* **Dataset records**
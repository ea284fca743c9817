use crate::foundation::error::{TexforgeError, TexforgeResult};
use kurbo::{Point, Rect};
use lyon::path::Path as OutlinePath;
use lyon::tessellation::{
    BuffersBuilder, FillOptions, FillRule, FillTessellator, FillVertex, FillVertexConstructor,
    VertexBuffers,
};

/// Maximum chord deviation when subdividing curves, in document units.
/// Chosen for legible curvature at typical render scale.
pub(crate) const FILL_TOLERANCE: f32 = 0.02;

/// Tessellated buffers for one shape, produced on a background task and
/// turned into a [`crate::scene::glyph::GlyphGeometry`] on the constrained
/// tick context.
#[derive(Debug, Clone, PartialEq)]
pub struct TessellatedGlyph {
    /// Vertex positions, `[x, y]`, in document coordinates.
    pub positions: Vec<[f32; 2]>,
    /// Triangle list indices into `positions`.
    pub indices: Vec<u32>,
    /// Axis-aligned bounds over `positions`.
    pub bounds: Rect,
    /// Anchor position for the shape (bounds center).
    pub anchor: Point,
}

struct MeshVertexCtor;

impl FillVertexConstructor<[f32; 2]> for MeshVertexCtor {
    fn new_vertex(&mut self, v: FillVertex) -> [f32; 2] {
        let p = v.position();
        [p.x, p.y]
    }
}

/// Fill-tessellate one outline path.
///
/// Glyph outlines can self-intersect; the tessellator is left at its
/// correctness-preserving defaults, with a non-zero fill rule as fonts are
/// authored for.
pub(crate) fn tessellate_outline(outline: &OutlinePath) -> TexforgeResult<TessellatedGlyph> {
    let mut tess = FillTessellator::new();
    let mut buffers: VertexBuffers<[f32; 2], u32> = VertexBuffers::new();
    let options = FillOptions::tolerance(FILL_TOLERANCE).with_fill_rule(FillRule::NonZero);

    tess.tessellate_path(
        outline,
        &options,
        &mut BuffersBuilder::new(&mut buffers, MeshVertexCtor),
    )
    .map_err(|e| TexforgeError::invalid_vector(format!("tessellation failed: {e:?}")))?;

    if buffers.vertices.is_empty() || buffers.indices.is_empty() {
        return Err(TexforgeError::invalid_vector(
            "outline tessellated to an empty mesh",
        ));
    }

    let bounds = vertex_bounds(&buffers.vertices);
    Ok(TessellatedGlyph {
        positions: buffers.vertices,
        indices: buffers.indices,
        bounds,
        anchor: bounds.center(),
    })
}

/// Overall bounding box across a set of tessellated shapes. Reporting only;
/// per-glyph positions are never re-derived from it.
pub(crate) fn overall_bounds(glyphs: &[TessellatedGlyph]) -> Option<Rect> {
    let mut it = glyphs.iter();
    let first = it.next()?.bounds;
    Some(it.fold(first, |acc, g| acc.union(g.bounds)))
}

fn vertex_bounds(vertices: &[[f32; 2]]) -> Rect {
    let mut min_x = f64::INFINITY;
    let mut min_y = f64::INFINITY;
    let mut max_x = f64::NEG_INFINITY;
    let mut max_y = f64::NEG_INFINITY;
    for [x, y] in vertices {
        let (x, y) = (f64::from(*x), f64::from(*y));
        min_x = min_x.min(x);
        min_y = min_y.min(y);
        max_x = max_x.max(x);
        max_y = max_y.max(y);
    }
    Rect::new(min_x, min_y, max_x, max_y)
}

#[cfg(test)]
mod tests {
    use super::*;
    use lyon::math::point;

    fn rect_outline(x0: f32, y0: f32, x1: f32, y1: f32) -> OutlinePath {
        let mut b = OutlinePath::builder();
        b.begin(point(x0, y0));
        b.line_to(point(x1, y0));
        b.line_to(point(x1, y1));
        b.line_to(point(x0, y1));
        b.close();
        b.build()
    }

    #[test]
    fn rectangle_tessellates_to_two_triangles() {
        let g = tessellate_outline(&rect_outline(0.0, 0.0, 2.0, 1.0)).unwrap();
        assert_eq!(g.positions.len(), 4);
        assert_eq!(g.indices.len(), 6);
        assert_eq!(g.bounds, Rect::new(0.0, 0.0, 2.0, 1.0));
        assert_eq!(g.anchor, g.bounds.center());
    }

    #[test]
    fn degenerate_outline_is_rejected() {
        let mut b = OutlinePath::builder();
        b.begin(point(0.0, 0.0));
        b.line_to(point(1.0, 0.0));
        b.end(false);
        let err = tessellate_outline(&b.build()).unwrap_err();
        assert!(matches!(err, TexforgeError::InvalidVector(_)));
    }

    #[test]
    fn overall_bounds_spans_all_shapes() {
        let a = tessellate_outline(&rect_outline(0.0, 0.0, 1.0, 1.0)).unwrap();
        let b = tessellate_outline(&rect_outline(3.0, -1.0, 4.0, 2.0)).unwrap();
        assert_eq!(
            overall_bounds(&[a, b]),
            Some(Rect::new(0.0, -1.0, 4.0, 2.0))
        );
        assert_eq!(overall_bounds(&[]), None);
    }
}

* **WORK ITEM**
Search the data for the string "document" and copy out every line where it is found.

* **SOLVED EXERCISE**
/// Maximum chord deviation when subdividing curves, in document units.
    /// Vertex positions, `[x, y]`, in document coordinates.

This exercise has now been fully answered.